[[ Exercise material open ]]

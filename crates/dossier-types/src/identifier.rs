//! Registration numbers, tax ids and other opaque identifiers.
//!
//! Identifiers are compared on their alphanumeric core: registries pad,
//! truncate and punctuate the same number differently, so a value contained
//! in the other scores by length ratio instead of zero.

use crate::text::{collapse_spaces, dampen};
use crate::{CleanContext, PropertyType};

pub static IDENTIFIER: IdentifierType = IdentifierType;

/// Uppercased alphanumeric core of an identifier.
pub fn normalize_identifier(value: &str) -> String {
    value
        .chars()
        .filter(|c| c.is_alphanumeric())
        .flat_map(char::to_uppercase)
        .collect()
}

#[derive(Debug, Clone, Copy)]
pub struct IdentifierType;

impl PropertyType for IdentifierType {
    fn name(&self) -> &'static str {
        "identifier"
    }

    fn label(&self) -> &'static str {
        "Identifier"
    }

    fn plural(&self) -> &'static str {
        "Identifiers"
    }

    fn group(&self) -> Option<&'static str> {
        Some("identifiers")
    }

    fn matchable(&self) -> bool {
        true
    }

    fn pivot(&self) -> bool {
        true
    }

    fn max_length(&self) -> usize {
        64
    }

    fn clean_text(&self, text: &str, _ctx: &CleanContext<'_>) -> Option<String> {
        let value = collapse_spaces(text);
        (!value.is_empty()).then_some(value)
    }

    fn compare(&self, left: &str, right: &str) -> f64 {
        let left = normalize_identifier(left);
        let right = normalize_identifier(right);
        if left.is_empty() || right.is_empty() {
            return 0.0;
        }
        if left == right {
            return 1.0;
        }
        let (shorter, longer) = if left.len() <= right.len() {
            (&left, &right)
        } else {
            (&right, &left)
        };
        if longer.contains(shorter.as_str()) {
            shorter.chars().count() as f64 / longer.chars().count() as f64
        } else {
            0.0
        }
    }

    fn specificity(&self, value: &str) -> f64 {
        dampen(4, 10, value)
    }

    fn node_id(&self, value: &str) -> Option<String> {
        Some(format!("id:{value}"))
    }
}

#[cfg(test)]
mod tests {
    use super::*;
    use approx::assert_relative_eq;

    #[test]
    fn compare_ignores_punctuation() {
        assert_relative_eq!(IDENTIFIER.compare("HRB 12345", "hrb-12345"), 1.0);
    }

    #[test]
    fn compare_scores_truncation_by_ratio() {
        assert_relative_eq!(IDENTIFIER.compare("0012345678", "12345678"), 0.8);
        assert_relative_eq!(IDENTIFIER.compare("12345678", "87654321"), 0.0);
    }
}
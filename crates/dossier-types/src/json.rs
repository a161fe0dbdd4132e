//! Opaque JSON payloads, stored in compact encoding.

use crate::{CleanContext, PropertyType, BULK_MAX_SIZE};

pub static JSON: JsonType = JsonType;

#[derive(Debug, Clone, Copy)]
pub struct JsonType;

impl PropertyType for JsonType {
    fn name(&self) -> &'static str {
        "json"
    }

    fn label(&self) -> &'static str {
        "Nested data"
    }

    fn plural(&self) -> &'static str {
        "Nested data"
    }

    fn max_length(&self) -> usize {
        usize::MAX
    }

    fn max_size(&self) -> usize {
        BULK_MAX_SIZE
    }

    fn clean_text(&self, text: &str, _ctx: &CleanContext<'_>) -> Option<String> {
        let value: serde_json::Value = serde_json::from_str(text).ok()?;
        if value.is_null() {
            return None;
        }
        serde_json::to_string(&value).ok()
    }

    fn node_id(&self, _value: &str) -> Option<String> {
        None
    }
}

[[ Exercise material closed ]]

From the records above, pull every line that carries the word "dossier".

filename crates/dossier-types/src/identifier.rs
filename crates/dossier-types/src/json.rs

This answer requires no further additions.